Cell phones are replacing once common gadgets such as the camera, GPS, and music player.

In the past two decades, a change has occurred in the way we travel. Fifteen years ago, people used maps when they traveled. From our current point of view, the map seems very archaic and cumbersome. There was a surge in popularity in standalone GPS apparatuses for our car that replaced maps. There was an almost insatiable growth for these devices as Garmin became premier producer. Garmin's quick growth in 2007 was stopped by the smartphone. 
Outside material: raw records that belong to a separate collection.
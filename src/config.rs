//! Analysis configuration.
//!
//! [`AnalysisConfig`] collects the knobs of a component report: which
//! components to measure, where the stimuli are, how wide each window is and
//! which baseline to subtract.

use crate::component::ComponentSpec;
use crate::error::Result;

/// Configuration for [`crate::component_report`].
///
/// All fields are `pub` so you can construct one with struct-update syntax:
///
/// ```
/// use erpkit::AnalysisConfig;
///
/// let cfg = AnalysisConfig {
///     stimulus_times: vec![0.0, 600.0],   // two stimuli per trial
///     component_half_width: 30.0,
///     ..AnalysisConfig::default()
/// };
/// ```
#[derive(Debug, Clone)]
pub struct AnalysisConfig {
    /// Stimulus onsets on the timeline (ms).  Every component is measured
    /// once per stimulus.
    ///
    /// Default: `[0.0]`.
    pub stimulus_times: Vec<f64>,

    /// Half-width of a component window (ms).  `N100` after a stimulus at
    /// 0 ms covers `[100 - w, 100 + w]`.
    ///
    /// Default: `50.0` ms.
    pub component_half_width: f64,

    /// Level subtracted from the signal before any statistic.
    ///
    /// Default: `0.0`.
    pub baseline: f64,

    /// Component names, polarity letter + latency in ms.
    ///
    /// Default: `["N100", "P200"]`.
    pub components: Vec<String>,
}

impl Default for AnalysisConfig {
    fn default() -> Self {
        Self {
            stimulus_times: vec![0.0],
            component_half_width: 50.0,
            baseline: 0.0,
            components: vec!["N100".into(), "P200".into()],
        }
    }
}

impl AnalysisConfig {
    /// Parse [`Self::components`].
    ///
    /// ```
    /// use erpkit::AnalysisConfig;
    /// let specs = AnalysisConfig::default().component_specs().unwrap();
    /// assert_eq!(specs.len(), 2);
    /// ```
    pub fn component_specs(&self) -> Result<Vec<ComponentSpec>> {
        self.components.iter().map(|c| c.parse()).collect()
    }

    /// Window of `spec` after the stimulus at `stimulus_time`.
    pub fn component_window(&self, spec: &ComponentSpec, stimulus_time: f64) -> (f64, f64) {
        spec.window(stimulus_time, self.component_half_width)
    }
}
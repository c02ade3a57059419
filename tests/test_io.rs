mod common;
use common::{dataset, temp_path};
use erpkit::{group_average, write_dataset, RawDataset, SignalWriter};

#[test]
fn dataset_survives_write_and_load() {
    let ds = dataset();
    let path = temp_path("dataset.safetensors");
    write_dataset(&ds, &path).unwrap();
    let back = RawDataset::load(&path).unwrap();
    std::fs::remove_file(&path).ok();

    assert_eq!(back.subjects(), ds.subjects());
    assert_eq!(back.groups(), ds.groups());
    assert_eq!(back.timeline(), ds.timeline());
    assert_eq!(back.values(), ds.values());
}

#[test]
fn missing_file_is_io_error() {
    let err = RawDataset::load(&temp_path("does_not_exist.safetensors")).unwrap_err();
    assert_eq!(err.kind(), erpkit::ErrorKind::Io);
}

#[test]
fn signal_writer_stores_noise() {
    let ds = dataset();
    let sig = group_average(&ds, "ASD", (1, 10), 1).unwrap();
    let path = temp_path("signal.safetensors");
    let mut w = SignalWriter::new();
    w.add_signal("asd", &sig);
    w.write(&path).unwrap();

    let bytes = std::fs::read(&path).unwrap();
    std::fs::remove_file(&path).ok();
    let n = u64::from_le_bytes(bytes[..8].try_into().unwrap()) as usize;
    let header: serde_json::Value = serde_json::from_slice(&bytes[8..8 + n]).unwrap();
    for key in ["asd", "asd_timeline", "asd_noise"] {
        assert_eq!(header[key]["dtype"], "F64", "{key}");
        assert_eq!(header[key]["shape"][0], sig.len() as u64, "{key}");
    }
}
//! Trial/block selections and the 1-based → 0-based boundary.
//!
//! Callers always speak in 1-based trial and block numbers.  The only place
//! that turns them into tensor offsets is [`to_zero_based`]; everything else
//! in the crate works with the resulting [`AxisRange`].
use std::fmt;
use std::ops::Range;

use crate::error::{ErpError, Result};

/// Axis of the raw `[subject, time, trial, block]` tensor.
#[derive(Debug, Clone, Copy, PartialEq, Eq)]
pub enum TensorAxis {
    Subject,
    Time,
    Trial,
    Block,
}

impl TensorAxis {
    /// Position of this axis in the raw tensor.
    pub fn index(self) -> usize {
        match self {
            Self::Subject => 0,
            Self::Time => 1,
            Self::Trial => 2,
            Self::Block => 3,
        }
    }
}

impl fmt::Display for TensorAxis {
    fn fmt(&self, f: &mut fmt::Formatter<'_>) -> fmt::Result {
        f.write_str(match self {
            Self::Subject => "subject",
            Self::Time => "time",
            Self::Trial => "trial",
            Self::Block => "block",
        })
    }
}

/// Convert a 1-based `index` on `axis` (extent `len`) to a 0-based offset.
///
/// `index` must lie in `1..=len`.
pub fn to_zero_based(index: usize, len: usize, axis: TensorAxis) -> Result<usize> {
    if index == 0 || index > len {
        return Err(ErpError::IndexOutOfRange { axis, index, len });
    }
    Ok(index - 1)
}

/// A 1-based trial or block request: one index, or an inclusive range.
#[derive(Debug, Clone, Copy, PartialEq, Eq)]
pub enum Selection {
    Single(usize),
    /// Inclusive on both ends.
    Range(usize, usize),
}

impl Selection {
    /// Build a selection from a start and an optional end.
    ///
    /// A missing end, or an end equal to the start, selects a single index.
    pub fn from_bounds(start: usize, end: Option<usize>) -> Self {
        match end {
            Some(e) if e != start => Self::Range(start, e),
            _ => Self::Single(start),
        }
    }

    pub fn is_single(&self) -> bool {
        matches!(self, Self::Single(_))
    }

    /// First selected index (1-based).
    pub fn start(&self) -> usize {
        match *self {
            Self::Single(i) | Self::Range(i, _) => i,
        }
    }

    /// Resolve against an axis of extent `len` into 0-based offsets.
    pub fn resolve(&self, len: usize, axis: TensorAxis) -> Result<AxisRange> {
        match *self {
            Self::Single(i) => {
                let i0 = to_zero_based(i, len, axis)?;
                Ok(AxisRange { start: i0, end: i0 + 1 })
            }
            Self::Range(start, end) => {
                if start == 0 || end > len || start > end {
                    return Err(ErpError::RangeOutOfBounds { axis, start, end, len });
                }
                let s0 = to_zero_based(start, len, axis)?;
                let e0 = to_zero_based(end, len, axis)?;
                Ok(AxisRange { start: s0, end: e0 + 1 })
            }
        }
    }
}

impl From<usize> for Selection {
    fn from(i: usize) -> Self {
        Self::Single(i)
    }
}

impl From<(usize, usize)> for Selection {
    fn from((start, end): (usize, usize)) -> Self {
        Self::Range(start, end)
    }
}

impl From<std::ops::RangeInclusive<usize>> for Selection {
    fn from(r: std::ops::RangeInclusive<usize>) -> Self {
        Self::Range(*r.start(), *r.end())
    }
}

impl fmt::Display for Selection {
    fn fmt(&self, f: &mut fmt::Formatter<'_>) -> fmt::Result {
        match self {
            Self::Single(i) => write!(f, "{i}"),
            Self::Range(s, e) => write!(f, "{s}-{e}"),
        }
    }
}

/// Validated 0-based half-open offsets along one tensor axis.
#[derive(Debug, Clone, Copy, PartialEq, Eq)]
pub struct AxisRange {
    pub start: usize,
    pub end: usize,
}

impl AxisRange {
    pub fn len(&self) -> usize {
        self.end - self.start
    }

    pub fn is_empty(&self) -> bool {
        self.end == self.start
    }

    pub fn as_range(&self) -> Range<usize> {
        self.start..self.end
    }
}

/// How a subject-level signal is reduced, chosen from the request shape.
///
/// | mode         | values              | noise                                   |
/// |--------------|---------------------|-----------------------------------------|
/// | `SingleCell` | the cell itself     | none                                    |
/// | `Trial`      | mean over trials    | population std over trials              |
/// | `Block`      | mean over blocks    | population std over blocks              |
/// | `Full`       | mean over trial × block | sample std / sqrt(count) (std. error) |
#[derive(Debug, Clone, Copy, PartialEq, Eq)]
pub enum AveragingMode {
    SingleCell,
    Trial,
    Block,
    Full,
}

impl AveragingMode {
    pub fn of(trials: Selection, blocks: Selection) -> Self {
        match (trials.is_single(), blocks.is_single()) {
            (true, true) => Self::SingleCell,
            (false, true) => Self::Trial,
            (true, false) => Self::Block,
            (false, false) => Self::Full,
        }
    }
}

/// Human-readable request label: `name|trials|blocks`, 1-based.
pub fn request_label(name: &str, trials: Selection, blocks: Selection) -> String {
    format!("{name}|{trials}|{blocks}")
}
The smartphone is taking an increasing number of roles in society and is a great example of technological convergence. Simply looking at GPS, there are a wide variety of applications that can be used instead of a standalone GPS such as Waze, Google Maps, and Apple Maps. People can simply use their phones to find their way around and avoid having physical maps or standalone devices. Furthermore, more and more people are using their smartphones as their primary digital camera and portable media player. 

People probably never imagined using cell phones as a GPS device when they were first invented. They also probably did not imagine that the cell phones could change the way GPS works either. Looking at Waze, the social GPS application, users can actively participate in observing and avoiding flows of traffic by reporting areas of high traffic to the application itself.

When people buy a smartphone, they are not just buying a device that they can make calls with. Cell phone companies are packing a plethora of different technologies into their products and they continue to add more. You buy a cell phone, but you also get a device that can access the internet, a camera, a music player, a GPS device, and the list goes on and on.